(Saved entries)

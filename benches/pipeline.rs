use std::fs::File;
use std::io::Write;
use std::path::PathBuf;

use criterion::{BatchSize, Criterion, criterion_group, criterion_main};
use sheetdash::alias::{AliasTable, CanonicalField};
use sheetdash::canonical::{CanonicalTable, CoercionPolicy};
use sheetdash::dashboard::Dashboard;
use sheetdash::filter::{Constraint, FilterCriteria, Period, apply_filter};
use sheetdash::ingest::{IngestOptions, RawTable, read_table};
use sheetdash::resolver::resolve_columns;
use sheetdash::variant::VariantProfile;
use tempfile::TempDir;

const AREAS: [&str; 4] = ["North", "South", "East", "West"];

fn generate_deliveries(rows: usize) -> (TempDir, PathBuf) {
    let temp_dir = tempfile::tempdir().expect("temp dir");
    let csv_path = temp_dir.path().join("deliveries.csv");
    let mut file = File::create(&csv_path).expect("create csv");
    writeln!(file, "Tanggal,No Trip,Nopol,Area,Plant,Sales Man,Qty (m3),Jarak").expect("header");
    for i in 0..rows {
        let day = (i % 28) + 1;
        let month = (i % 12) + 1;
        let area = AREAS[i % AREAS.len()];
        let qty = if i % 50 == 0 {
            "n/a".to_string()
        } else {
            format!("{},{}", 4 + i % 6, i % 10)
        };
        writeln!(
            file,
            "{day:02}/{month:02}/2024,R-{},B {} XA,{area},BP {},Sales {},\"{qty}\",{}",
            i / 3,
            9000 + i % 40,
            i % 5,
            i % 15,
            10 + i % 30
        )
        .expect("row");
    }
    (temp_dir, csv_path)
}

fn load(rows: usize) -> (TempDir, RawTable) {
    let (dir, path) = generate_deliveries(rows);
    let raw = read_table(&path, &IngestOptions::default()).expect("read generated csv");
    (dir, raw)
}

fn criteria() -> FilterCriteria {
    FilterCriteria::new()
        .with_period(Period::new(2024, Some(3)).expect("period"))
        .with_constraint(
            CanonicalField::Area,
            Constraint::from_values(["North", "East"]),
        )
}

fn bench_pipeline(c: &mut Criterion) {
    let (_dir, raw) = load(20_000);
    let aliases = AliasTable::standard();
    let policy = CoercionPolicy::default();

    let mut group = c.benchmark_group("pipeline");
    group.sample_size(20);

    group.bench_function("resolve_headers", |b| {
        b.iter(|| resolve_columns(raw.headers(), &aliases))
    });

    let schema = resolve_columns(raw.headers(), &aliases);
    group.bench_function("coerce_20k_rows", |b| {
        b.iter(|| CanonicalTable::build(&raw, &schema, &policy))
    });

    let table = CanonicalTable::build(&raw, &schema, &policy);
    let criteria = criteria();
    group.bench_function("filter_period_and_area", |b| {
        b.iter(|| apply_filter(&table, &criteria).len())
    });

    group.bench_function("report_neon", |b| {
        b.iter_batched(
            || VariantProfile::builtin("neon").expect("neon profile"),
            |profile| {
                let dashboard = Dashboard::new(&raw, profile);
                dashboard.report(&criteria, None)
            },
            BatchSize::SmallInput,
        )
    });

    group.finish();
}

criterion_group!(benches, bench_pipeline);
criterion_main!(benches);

==

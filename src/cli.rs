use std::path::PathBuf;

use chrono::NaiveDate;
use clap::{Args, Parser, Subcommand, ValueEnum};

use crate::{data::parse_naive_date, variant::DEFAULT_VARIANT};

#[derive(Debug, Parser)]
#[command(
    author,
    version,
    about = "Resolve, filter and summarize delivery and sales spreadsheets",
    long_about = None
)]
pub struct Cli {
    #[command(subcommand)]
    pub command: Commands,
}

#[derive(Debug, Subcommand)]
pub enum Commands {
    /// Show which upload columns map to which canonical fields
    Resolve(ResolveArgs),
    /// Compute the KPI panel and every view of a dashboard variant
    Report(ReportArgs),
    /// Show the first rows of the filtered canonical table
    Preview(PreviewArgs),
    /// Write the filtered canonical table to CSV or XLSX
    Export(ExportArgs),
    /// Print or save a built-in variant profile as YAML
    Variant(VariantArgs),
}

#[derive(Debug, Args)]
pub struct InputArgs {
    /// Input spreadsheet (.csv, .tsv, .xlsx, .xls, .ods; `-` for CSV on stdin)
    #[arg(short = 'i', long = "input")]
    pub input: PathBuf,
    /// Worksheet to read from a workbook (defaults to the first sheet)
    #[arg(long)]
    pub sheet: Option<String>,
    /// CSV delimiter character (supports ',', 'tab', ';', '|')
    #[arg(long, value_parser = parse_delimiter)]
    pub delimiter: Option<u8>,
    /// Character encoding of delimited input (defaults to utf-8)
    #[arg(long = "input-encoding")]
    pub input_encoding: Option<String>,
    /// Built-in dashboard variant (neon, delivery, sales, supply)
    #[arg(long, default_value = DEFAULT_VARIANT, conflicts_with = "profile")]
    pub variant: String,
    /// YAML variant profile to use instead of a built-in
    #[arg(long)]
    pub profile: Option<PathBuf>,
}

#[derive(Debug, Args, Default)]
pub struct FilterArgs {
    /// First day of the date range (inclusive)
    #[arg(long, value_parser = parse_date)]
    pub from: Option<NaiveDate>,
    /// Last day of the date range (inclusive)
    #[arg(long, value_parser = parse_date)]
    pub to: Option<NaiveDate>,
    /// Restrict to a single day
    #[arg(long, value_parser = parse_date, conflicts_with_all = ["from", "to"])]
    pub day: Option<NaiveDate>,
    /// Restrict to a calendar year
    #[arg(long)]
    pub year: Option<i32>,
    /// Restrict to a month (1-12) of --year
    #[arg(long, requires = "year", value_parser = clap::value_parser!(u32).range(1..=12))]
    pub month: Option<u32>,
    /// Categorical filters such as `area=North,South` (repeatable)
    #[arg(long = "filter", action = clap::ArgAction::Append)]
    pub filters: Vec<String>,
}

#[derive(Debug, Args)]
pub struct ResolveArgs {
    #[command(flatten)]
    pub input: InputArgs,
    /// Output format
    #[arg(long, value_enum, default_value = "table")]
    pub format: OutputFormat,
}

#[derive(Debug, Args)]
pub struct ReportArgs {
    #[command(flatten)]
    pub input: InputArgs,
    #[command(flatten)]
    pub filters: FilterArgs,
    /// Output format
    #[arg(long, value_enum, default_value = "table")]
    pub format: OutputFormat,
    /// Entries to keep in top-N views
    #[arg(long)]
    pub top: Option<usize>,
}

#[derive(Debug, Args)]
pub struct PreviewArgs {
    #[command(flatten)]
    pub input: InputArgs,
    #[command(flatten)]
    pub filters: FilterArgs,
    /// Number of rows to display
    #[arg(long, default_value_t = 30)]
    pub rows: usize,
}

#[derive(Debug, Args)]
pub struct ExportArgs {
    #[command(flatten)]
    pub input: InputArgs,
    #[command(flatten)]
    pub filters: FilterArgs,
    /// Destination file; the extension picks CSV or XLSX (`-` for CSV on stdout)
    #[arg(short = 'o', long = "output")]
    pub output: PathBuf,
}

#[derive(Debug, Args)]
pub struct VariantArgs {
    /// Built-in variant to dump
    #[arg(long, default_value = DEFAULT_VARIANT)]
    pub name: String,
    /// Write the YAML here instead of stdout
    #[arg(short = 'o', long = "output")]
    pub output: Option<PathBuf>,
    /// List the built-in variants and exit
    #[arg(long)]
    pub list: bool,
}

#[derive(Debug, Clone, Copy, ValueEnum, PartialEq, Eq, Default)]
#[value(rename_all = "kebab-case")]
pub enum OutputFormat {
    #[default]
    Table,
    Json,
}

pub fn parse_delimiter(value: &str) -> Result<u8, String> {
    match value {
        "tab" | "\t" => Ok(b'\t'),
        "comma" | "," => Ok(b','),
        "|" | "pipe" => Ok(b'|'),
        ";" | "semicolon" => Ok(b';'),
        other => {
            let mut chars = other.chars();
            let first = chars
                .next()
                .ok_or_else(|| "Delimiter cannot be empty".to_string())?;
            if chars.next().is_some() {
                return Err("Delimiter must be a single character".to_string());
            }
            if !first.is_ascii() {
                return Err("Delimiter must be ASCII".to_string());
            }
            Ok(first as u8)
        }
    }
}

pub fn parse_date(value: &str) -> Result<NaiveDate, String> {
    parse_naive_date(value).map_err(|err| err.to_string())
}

What to work on
The answer should be a bare number: the count of lines above in which the word "CoercionPolicy" occurs.

Reply
2